Elevation Plays a Role In Memory Error Rates
alphadogg writes "With memory, as with real estate, location matters. A group of researchers from AMD and the Department of Energy's Los Alamos National Laboratory have found that the altitude at which SRAM resides can influence how many random errors the memory produces. In a field study of two high-performance computers, the researchers found that L2 and L3 caches had more transient errors on the supercomputer located at a higher altitude, compared with the one closer to sea level. They attributed the disparity largely to lower air pressure and higher cosmic ray-induced neutron strikes.
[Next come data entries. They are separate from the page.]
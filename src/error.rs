use std::io;
use thiserror::Error;

pub type Result<T> = std::result::Result<T, EngineError>;

#[derive(Debug, Error)]
pub enum EngineError {
    #[error("I/O error: {0}")]
    Io(#[from] io::Error),
    #[error("record format error: {0}")]
    Csv(#[from] csv::Error),
    #[error("invalid capacity {0}, must be at least 1")]
    InvalidCapacity(usize),
    #[error("index {index} out of bounds for length {len}")]
    IndexOutOfBounds { index: usize, len: usize },
    #[error("invalid record: {0}")]
    InvalidRecord(String),
    #[error("structural invariant violated: {0}")]
    Corruption(String),
}
//! Hand-managed growable sequence used for intermediate collections and
//! index buckets.
//!
//! Growth is geometric and explicit: capacity starts at 1 on the first push
//! and doubles on overflow, matching the engine's sizing guarantees instead
//! of the allocator default.

use crate::error::{EngineError, Result};

#[derive(Debug, Clone, PartialEq)]
pub struct Array<T> {
    items: Vec<T>,
}

impl<T> Array<T> {
    pub fn new() -> Self {
        Self { items: Vec::new() }
    }

    pub fn with_capacity(capacity: usize) -> Self {
        Self {
            items: Vec::with_capacity(capacity),
        }
    }

    pub fn len(&self) -> usize {
        self.items.len()
    }

    pub fn is_empty(&self) -> bool {
        self.items.is_empty()
    }

    pub fn capacity(&self) -> usize {
        self.items.capacity()
    }

    /// Doubles the backing storage when full, starting from capacity 1.
    fn ensure_room(&mut self) {
        if self.items.len() == self.items.capacity() {
            let new_capacity = if self.items.capacity() == 0 {
                1
            } else {
                self.items.capacity() * 2
            };
            self.items.reserve_exact(new_capacity - self.items.len());
        }
    }

    pub fn push(&mut self, item: T) {
        self.ensure_room();
        self.items.push(item);
    }

    /// Inserts at `index`, shifting the tail right. `index == len` appends.
    pub fn insert(&mut self, index: usize, item: T) -> Result<()> {
        if index > self.items.len() {
            return Err(EngineError::IndexOutOfBounds {
                index,
                len: self.items.len(),
            });
        }
        self.ensure_room();
        self.items.insert(index, item);
        Ok(())
    }

    pub fn get(&self, index: usize) -> Result<&T> {
        self.items.get(index).ok_or(EngineError::IndexOutOfBounds {
            index,
            len: self.items.len(),
        })
    }

    pub fn set(&mut self, index: usize, item: T) -> Result<()> {
        let len = self.items.len();
        match self.items.get_mut(index) {
            Some(slot) => {
                *slot = item;
                Ok(())
            }
            None => Err(EngineError::IndexOutOfBounds { index, len }),
        }
    }

    pub fn clear(&mut self) {
        self.items.clear();
    }

    pub fn iter(&self) -> std::slice::Iter<'_, T> {
        self.items.iter()
    }

    pub fn as_slice(&self) -> &[T] {
        &self.items
    }

    /// Keeps only the items for which `keep` returns true, preserving order.
    pub fn retain<F: FnMut(&T) -> bool>(&mut self, keep: F) {
        self.items.retain(keep);
    }
}

impl<T: PartialEq> Array<T> {
    /// Index of the first occurrence, or `None`.
    pub fn index_of(&self, item: &T) -> Option<usize> {
        self.items.iter().position(|existing| existing == item)
    }

    pub fn contains(&self, item: &T) -> bool {
        self.index_of(item).is_some()
    }

    /// Removes the first occurrence, shifting the tail left.
    pub fn remove_first_match(&mut self, item: &T) -> bool {
        match self.index_of(item) {
            Some(index) => {
                self.items.remove(index);
                true
            }
            None => false,
        }
    }
}

impl<T: Clone> Array<T> {
    /// Copies all items into `dest` starting at `offset`.
    pub fn copy_into(&self, dest: &mut [T], offset: usize) -> Result<()> {
        let end = offset.saturating_add(self.items.len());
        if offset > dest.len() || end > dest.len() {
            return Err(EngineError::IndexOutOfBounds {
                index: offset,
                len: dest.len(),
            });
        }
        dest[offset..end].clone_from_slice(&self.items);
        Ok(())
    }
}

impl<T> Default for Array<T> {
    fn default() -> Self {
        Self::new()
    }
}

impl<T> From<Vec<T>> for Array<T> {
    fn from(items: Vec<T>) -> Self {
        Self { items }
    }
}

impl<'a, T> IntoIterator for &'a Array<T> {
    type Item = &'a T;
    type IntoIter = std::slice::Iter<'a, T>;

    fn into_iter(self) -> Self::IntoIter {
        self.items.iter()
    }
}

impl<T> IntoIterator for Array<T> {
    type Item = T;
    type IntoIter = std::vec::IntoIter<T>;

    fn into_iter(self) -> Self::IntoIter {
        self.items.into_iter()
    }
}
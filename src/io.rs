//! Bulk loading and saving of the flat, semicolon-delimited record lists.
//!
//! A malformed line is never fatal: it is logged and skipped, and the rest
//! of the file still loads. Only real I/O failures surface as errors.

use std::path::Path;

use csv::{ReaderBuilder, StringRecord, WriterBuilder};
use tracing::warn;

use crate::error::{EngineError, Result};
use crate::model::{parse_price, Product, Sale};
use crate::Catalog;

/// Outcome of a bulk import.
#[derive(Debug, Clone, Copy, Default, PartialEq, Eq)]
pub struct ImportReport {
    pub imported: usize,
    pub skipped: usize,
}

/// Loads `ARTICLE;NAME;PRICE` lines into the catalog. Duplicate articles
/// count as skipped.
pub fn import_products(path: &Path, catalog: &mut Catalog) -> Result<ImportReport> {
    let mut reader = reader(path)?;
    let mut report = ImportReport::default();
    for (line, record) in reader.records().enumerate() {
        let line = line + 1;
        let parsed = record
            .map_err(EngineError::from)
            .and_then(|record| parse_product(&record));
        match parsed {
            Ok(product) => {
                if catalog.add_product(product) {
                    report.imported += 1;
                } else {
                    warn!(path = %path.display(), line, "duplicate article, line skipped");
                    report.skipped += 1;
                }
            }
            Err(err) => {
                warn!(path = %path.display(), line, %err, "malformed product line skipped");
                report.skipped += 1;
            }
        }
    }
    Ok(report)
}

/// Loads `ARTICLE;COUNT;CASHIER;DATE` lines into the catalog.
pub fn import_sales(path: &Path, catalog: &mut Catalog) -> Result<ImportReport> {
    let mut reader = reader(path)?;
    let mut report = ImportReport::default();
    for (line, record) in reader.records().enumerate() {
        let line = line + 1;
        let parsed = record
            .map_err(EngineError::from)
            .and_then(|record| parse_sale(&record));
        match parsed {
            Ok(sale) => {
                catalog.add_sale(sale);
                report.imported += 1;
            }
            Err(err) => {
                warn!(path = %path.display(), line, %err, "malformed sale line skipped");
                report.skipped += 1;
            }
        }
    }
    Ok(report)
}

/// Writes every product, one line per record, in insertion order.
pub fn export_products(path: &Path, catalog: &Catalog) -> Result<()> {
    let mut writer = writer(path)?;
    for product in catalog.products().iter() {
        writer.write_record([
            product.article.to_string(),
            product.name.clone(),
            product.price.to_string(),
        ])?;
    }
    writer.flush()?;
    Ok(())
}

/// Writes every sale, one line per record, in insertion order.
pub fn export_sales(path: &Path, catalog: &Catalog) -> Result<()> {
    let mut writer = writer(path)?;
    for sale in catalog.sales().iter() {
        writer.write_record([
            sale.article.to_string(),
            sale.count.to_string(),
            sale.cashier.clone(),
            sale.date.to_string(),
        ])?;
    }
    writer.flush()?;
    Ok(())
}

fn reader(path: &Path) -> Result<csv::Reader<std::fs::File>> {
    Ok(ReaderBuilder::new()
        .delimiter(b';')
        .has_headers(false)
        .flexible(true)
        .trim(csv::Trim::All)
        .from_path(path)?)
}

fn writer(path: &Path) -> Result<csv::Writer<std::fs::File>> {
    Ok(WriterBuilder::new()
        .delimiter(b';')
        .has_headers(false)
        .quote_style(csv::QuoteStyle::Never)
        .from_path(path)?)
}

fn parse_product(record: &StringRecord) -> Result<Product> {
    if record.len() != 3 {
        return Err(EngineError::InvalidRecord(format!(
            "expected ARTICLE;NAME;PRICE, got {} fields",
            record.len()
        )));
    }
    let article = record[0].parse()?;
    let name = record[1].trim();
    if name.is_empty() {
        return Err(EngineError::InvalidRecord("empty product name".into()));
    }
    let price = parse_price(&record[2])?;
    Ok(Product::new(article, name, price))
}

fn parse_sale(record: &StringRecord) -> Result<Sale> {
    if record.len() != 4 {
        return Err(EngineError::InvalidRecord(format!(
            "expected ARTICLE;COUNT;CASHIER;DATE, got {} fields",
            record.len()
        )));
    }
    let article = record[0].parse()?;
    let count = record[1]
        .parse::<u32>()
        .map_err(|_| EngineError::InvalidRecord(format!("bad count {:?}", &record[1])))?;
    let cashier = record[2].trim();
    if cashier.is_empty() {
        return Err(EngineError::InvalidRecord("empty cashier name".into()));
    }
    let date = record[3].parse()?;
    Ok(Sale::new(article, count, cashier, date))
}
Strangely, higher elevation even led to more errors within a rack of servers, the researchers found. Their tests showed that memory modules on the top of a server rack had 20 percent more transient errors than those closer to the bottom of the rack. However, it's not clear what causes this smaller-scale effect."
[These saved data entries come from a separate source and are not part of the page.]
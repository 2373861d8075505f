//! Open-addressing hash index mapping a key to a record-store handle.
//!
//! The hash function is the legacy mid-square scheme carried over for
//! behavioral compatibility: sum the character codes of the key's canonical
//! string form, square the sum, and read up to four decimal digits from the
//! middle of the square. Collisions resolve by double hashing; deletions
//! leave tombstones that only a rehash reclaims.

use std::fmt::Display;

use tracing::debug;

use crate::error::{EngineError, Result};
use crate::store::{Array, NodeHandle};

const PROBE_A: u64 = 1337;
const PROBE_B: u64 = 31;
const GROW_PERCENT: usize = 70;
const SHRINK_PERCENT: usize = 30;

/// Default table size when none is requested.
pub const DEFAULT_CAPACITY: usize = 16;

#[derive(Debug, Clone)]
enum Slot<K> {
    Empty,
    Occupied { key: K, handle: NodeHandle },
    Tombstone,
}

#[derive(Debug)]
pub struct HashIndex<K> {
    slots: Vec<Slot<K>>,
    occupied: usize,
}

impl<K: Display + Eq + Clone> HashIndex<K> {
    /// Builds a table with the given capacity; zero capacity is refused.
    pub fn new(capacity: usize) -> Result<Self> {
        if capacity < 1 {
            return Err(EngineError::InvalidCapacity(capacity));
        }
        Ok(Self {
            slots: vec![Slot::Empty; capacity],
            occupied: 0,
        })
    }

    pub fn capacity(&self) -> usize {
        self.slots.len()
    }

    /// Number of occupied slots; tombstones are not counted.
    pub fn len(&self) -> usize {
        self.occupied
    }

    pub fn is_empty(&self) -> bool {
        self.occupied == 0
    }

    /// Integer load percentage, occupied slots only.
    pub fn load_percent(&self) -> usize {
        self.occupied * 100 / self.slots.len()
    }

    /// Inserts a key. Returns false when the key is already present; the
    /// caller decides whether that is benign.
    pub fn insert(&mut self, key: K, handle: NodeHandle) -> bool {
        let primary = self.primary_slot(&key);
        let mut first_tombstone = None;
        let mut idx = primary;

        for j in 0..self.capacity() {
            match &self.slots[idx] {
                Slot::Empty => {
                    let target = first_tombstone.unwrap_or(idx);
                    self.occupy(target, key, handle);
                    return true;
                }
                Slot::Tombstone => {
                    if first_tombstone.is_none() {
                        first_tombstone = Some(idx);
                    }
                }
                Slot::Occupied { key: existing, .. } => {
                    if *existing == key {
                        return false;
                    }
                }
            }
            idx = self.probe(primary, j + 1);
        }

        if let Some(target) = first_tombstone {
            self.occupy(target, key, handle);
            return true;
        }

        // Probe chain saturated with live entries: grow and retry once.
        self.rehash(self.capacity() * 2);
        self.insert(key, handle)
    }

    /// Looks a key up, stopping at the first empty slot (definitive miss).
    pub fn find(&self, key: &K) -> Option<NodeHandle> {
        let primary = self.primary_slot(key);
        let mut idx = primary;
        for j in 0..self.capacity() {
            match &self.slots[idx] {
                Slot::Empty => return None,
                Slot::Occupied {
                    key: existing,
                    handle,
                } if existing == key => return Some(*handle),
                _ => {}
            }
            idx = self.probe(primary, j + 1);
        }
        None
    }

    /// Removes a key by tombstoning its slot.
    pub fn remove(&mut self, key: &K) -> bool {
        let primary = self.primary_slot(key);
        let mut idx = primary;
        for j in 0..self.capacity() {
            match &self.slots[idx] {
                Slot::Empty => return false,
                Slot::Occupied { key: existing, .. } if existing == key => {
                    self.slots[idx] = Slot::Tombstone;
                    self.occupied -= 1;
                    if self.capacity() > 1 && self.load_percent() < SHRINK_PERCENT {
                        let halved = (self.capacity() / 2).max(1);
                        self.rehash(halved);
                    }
                    return true;
                }
                _ => {}
            }
            idx = self.probe(primary, j + 1);
        }
        false
    }

    pub fn contains_key(&self, key: &K) -> bool {
        self.find(key).is_some()
    }

    /// Dumps all live entries in slot order, for savers and reports.
    pub fn entries(&self) -> Array<(K, NodeHandle)> {
        let mut out = Array::with_capacity(self.occupied);
        for slot in &self.slots {
            if let Slot::Occupied { key, handle } = slot {
                out.push((key.clone(), *handle));
            }
        }
        out
    }

    fn occupy(&mut self, idx: usize, key: K, handle: NodeHandle) {
        self.slots[idx] = Slot::Occupied { key, handle };
        self.occupied += 1;
        if self.load_percent() > GROW_PERCENT {
            self.rehash(self.capacity() * 2);
        }
    }

    /// Moves every live entry into a fresh table. Handles are carried over
    /// unchanged; only their slot positions move. If the requested capacity
    /// cannot host every entry within its probe chains, it doubles again.
    fn rehash(&mut self, new_capacity: usize) {
        let mut capacity = new_capacity.max(1);
        'attempt: loop {
            let mut fresh: Vec<Slot<K>> = vec![Slot::Empty; capacity];
            for slot in &self.slots {
                if let Slot::Occupied { key, handle } = slot {
                    if !place(&mut fresh, key.clone(), *handle) {
                        capacity *= 2;
                        continue 'attempt;
                    }
                }
            }
            debug!(
                old_capacity = self.slots.len(),
                new_capacity = capacity,
                live = self.occupied,
                "rehashing hash index"
            );
            self.slots = fresh;
            return;
        }
    }

    fn primary_slot(&self, key: &K) -> usize {
        (hash_function(key) % self.capacity() as u64) as usize
    }

    fn probe(&self, primary: usize, j: usize) -> usize {
        probe_step(primary, j, self.capacity())
    }
}

impl<K: Display + Eq + Clone> Default for HashIndex<K> {
    fn default() -> Self {
        Self {
            slots: vec![Slot::Empty; DEFAULT_CAPACITY],
            occupied: 0,
        }
    }
}

/// One double-hash probe step from `primary`.
fn probe_step(primary: usize, j: usize, capacity: usize) -> usize {
    let j = j as u64;
    let raw = (primary as u64)
        .wrapping_add(j.wrapping_mul(PROBE_A))
        .wrapping_add(j.wrapping_mul(j).wrapping_mul(PROBE_B));
    (raw % capacity as u64) as usize
}

fn place<K: Display + Eq>(slots: &mut [Slot<K>], key: K, handle: NodeHandle) -> bool {
    let capacity = slots.len();
    let primary = (hash_function(&key) % capacity as u64) as usize;
    let mut idx = primary;
    for j in 0..capacity {
        if !matches!(slots[idx], Slot::Occupied { .. }) {
            slots[idx] = Slot::Occupied { key, handle };
            return true;
        }
        idx = probe_step(primary, j + 1, capacity);
    }
    false
}

/// Legacy mid-square string hash: sum of char codes, squared, middle four
/// (or fewer) decimal digits of the square.
pub fn hash_function<K: Display>(key: &K) -> u64 {
    let canonical = key.to_string();
    let sum: u64 = canonical.chars().map(|c| c as u64).sum();
    let square = sum.wrapping_mul(sum);
    let digits = square.to_string();
    let mid = digits.len() / 2;
    let start = mid.saturating_sub(2);
    let take = (digits.len() - start).min(4);
    digits[start..start + take].parse().unwrap_or(0)
}

#[cfg(test)]
mod tests {
    use super::*;
    use crate::store::RecordStore;

    fn handles(n: usize) -> (RecordStore<u32>, Vec<NodeHandle>) {
        let mut store = RecordStore::new();
        let handles = (0..n as u32).map(|i| store.push_back(i)).collect();
        (store, handles)
    }

    #[test]
    fn mid_square_known_values() {
        // 239^2 = 57121 -> "5712"
        assert_eq!(hash_function(&"EL-1"), 5712);
        // 289^2 = 83521 -> "8352"
        assert_eq!(hash_function(&"EL-12"), 8352);
        assert_eq!(hash_function(&"EL-21"), 8352);
        // 330^2 = 108900 -> "0890"
        assert_eq!(hash_function(&"OTH-2"), 890);
    }

    #[test]
    fn zero_capacity_refused() {
        assert!(HashIndex::<String>::new(0).is_err());
        assert!(HashIndex::<String>::new(1).is_ok());
    }

    #[test]
    fn insert_find_remove() {
        let (_store, hs) = handles(2);
        let mut index = HashIndex::new(8).unwrap();
        assert!(index.insert("EL-1".to_string(), hs[0]));
        assert!(index.insert("CL-2".to_string(), hs[1]));
        assert_eq!(index.find(&"EL-1".to_string()), Some(hs[0]));
        assert_eq!(index.find(&"CL-2".to_string()), Some(hs[1]));
        assert_eq!(index.find(&"FUR-3".to_string()), None);
        assert!(index.remove(&"EL-1".to_string()));
        assert_eq!(index.find(&"EL-1".to_string()), None);
        assert!(!index.remove(&"EL-1".to_string()));
    }

    #[test]
    fn duplicate_key_rejected() {
        let (_store, hs) = handles(2);
        let mut index = HashIndex::new(8).unwrap();
        assert!(index.insert("EL-1".to_string(), hs[0]));
        assert!(!index.insert("EL-1".to_string(), hs[1]));
        assert_eq!(index.find(&"EL-1".to_string()), Some(hs[0]));
        assert_eq!(index.len(), 1);
    }

    #[test]
    fn colliding_keys_all_retrievable() {
        // EL-1, EL-12 and EL-21 share primary slot 2 at capacity 10.
        let (_store, hs) = handles(3);
        let mut index = HashIndex::new(10).unwrap();
        assert!(index.insert("EL-1".to_string(), hs[0]));
        assert!(index.insert("EL-12".to_string(), hs[1]));
        assert!(index.insert("EL-21".to_string(), hs[2]));
        assert_eq!(index.capacity(), 10);
        assert_eq!(index.find(&"EL-1".to_string()), Some(hs[0]));
        assert_eq!(index.find(&"EL-12".to_string()), Some(hs[1]));
        assert_eq!(index.find(&"EL-21".to_string()), Some(hs[2]));
    }

    #[test]
    fn tombstone_is_reused_on_insert() {
        let (_store, hs) = handles(4);
        let mut index = HashIndex::new(10).unwrap();
        index.insert("EL-1".to_string(), hs[0]);
        index.insert("EL-12".to_string(), hs[1]);
        index.insert("EL-21".to_string(), hs[2]);
        // Tombstone the middle of the probe chain, then reinsert a collider.
        assert!(index.remove(&"EL-12".to_string()));
        assert!(index.insert("EL-12".to_string(), hs[3]));
        assert_eq!(index.find(&"EL-12".to_string()), Some(hs[3]));
        assert_eq!(index.find(&"EL-21".to_string()), Some(hs[2]));
    }

    #[test]
    fn grows_past_seventy_percent() {
        let (_store, hs) = handles(8);
        let mut index = HashIndex::new(10).unwrap();
        // Eight keys with pairwise distinct primary slots at capacity 10.
        let keys = [
            "EL-1", "EL-6", "EL-8", "CL-1", "CL-2", "CL-5", "OTH-2", "FUR-4",
        ];
        for (i, key) in keys.iter().enumerate() {
            assert!(index.insert(key.to_string(), hs[i]));
        }
        assert_eq!(index.capacity(), 20, "one growth rehash expected");
        for (i, key) in keys.iter().enumerate() {
            assert_eq!(index.find(&key.to_string()), Some(hs[i]), "key {key}");
        }
    }

    #[test]
    fn shrinks_below_thirty_percent() {
        let (_store, hs) = handles(8);
        let mut index = HashIndex::new(10).unwrap();
        let keys = [
            "EL-1", "EL-6", "EL-8", "CL-1", "CL-2", "CL-5", "OTH-2", "FUR-4",
        ];
        for (i, key) in keys.iter().enumerate() {
            index.insert(key.to_string(), hs[i]);
        }
        assert_eq!(index.capacity(), 20);
        for key in &keys[3..] {
            assert!(index.remove(&key.to_string()));
        }
        // 3 live entries out of 20 dropped under 30% along the way.
        assert!(index.capacity() < 20);
        for (i, key) in keys[..3].iter().enumerate() {
            assert_eq!(index.find(&key.to_string()), Some(hs[i]));
        }
    }

    #[test]
    fn shrink_clamps_at_one() {
        let (_store, hs) = handles(1);
        let mut index = HashIndex::new(2).unwrap();
        index.insert("EL-1".to_string(), hs[0]);
        index.remove(&"EL-1".to_string());
        assert!(index.capacity() >= 1);
        assert!(index.is_empty());
    }

    #[test]
    fn entries_dump_live_slots_only() {
        let (_store, hs) = handles(2);
        let mut index = HashIndex::new(8).unwrap();
        index.insert("EL-1".to_string(), hs[0]);
        index.insert("CL-2".to_string(), hs[1]);
        index.remove(&"EL-1".to_string());
        let entries = index.entries();
        assert_eq!(entries.len(), 1);
        assert_eq!(entries.get(0).unwrap().0, "CL-2");
    }
}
Top of the rack tends to get toasty, but is this too simple?
Someone tell Fusion.io. They're based at 5000+ feet here in the Salt Lake valley! It would be interesting if their QC procedures are what have made them more reliable as the failure rate is higher where the testing is performed.
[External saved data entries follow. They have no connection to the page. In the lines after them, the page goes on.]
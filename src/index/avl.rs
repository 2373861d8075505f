//! Height-balanced ordered index: an AVL tree where each key owns a bucket
//! of record-store handles, so one key can reference many records.
//!
//! Nodes live in an arena and link to each other by index, which keeps
//! rotations and the predecessor splice of deletion as plain index rewiring.
//! Every structural change rebalances the affected path before returning;
//! the tree is never left half-rotated.

use std::cmp::Ordering;
use std::fmt::Display;

use crate::error::{EngineError, Result};
use crate::store::{Array, NodeHandle};

#[derive(Debug)]
struct AvlNode<K> {
    key: K,
    bucket: Array<NodeHandle>,
    left: Option<u32>,
    right: Option<u32>,
    height: u32,
    /// Total bucket entries in this subtree, buckets included.
    count: usize,
}

#[derive(Debug)]
enum Entry<K> {
    Occupied(AvlNode<K>),
    Vacant,
}

#[derive(Debug)]
pub struct OrderedIndex<K> {
    entries: Vec<Entry<K>>,
    free: Vec<u32>,
    root: Option<u32>,
}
Another reason for nerds to stay in the basement
This isn't news. Companies that make supercomputers have known this for decades. The one I worked for 15 years ago used a high elevation test environment in Colorado to verify error correcting capabilities. Even the article says that the results were not a surprise.
This message is encrypted with Quad ROT-13 to protect the author's copyright under the DMCA.
If you get high you can lose your memory?
Another interesting idea would be to do the same experiment by latitude. Does the Arctic Region Supercomputing Center have a higher rate than the Maui Supercomputing Center?
They tried to do that test a few years back, but both research teams mysteriously disappeared. The leading hypothesis is that the Arctic team was eaten by polar bears, but nobody has any idea what happened to the Maui team. The only clue left at the scene was a nearly-empty glass of pina colada.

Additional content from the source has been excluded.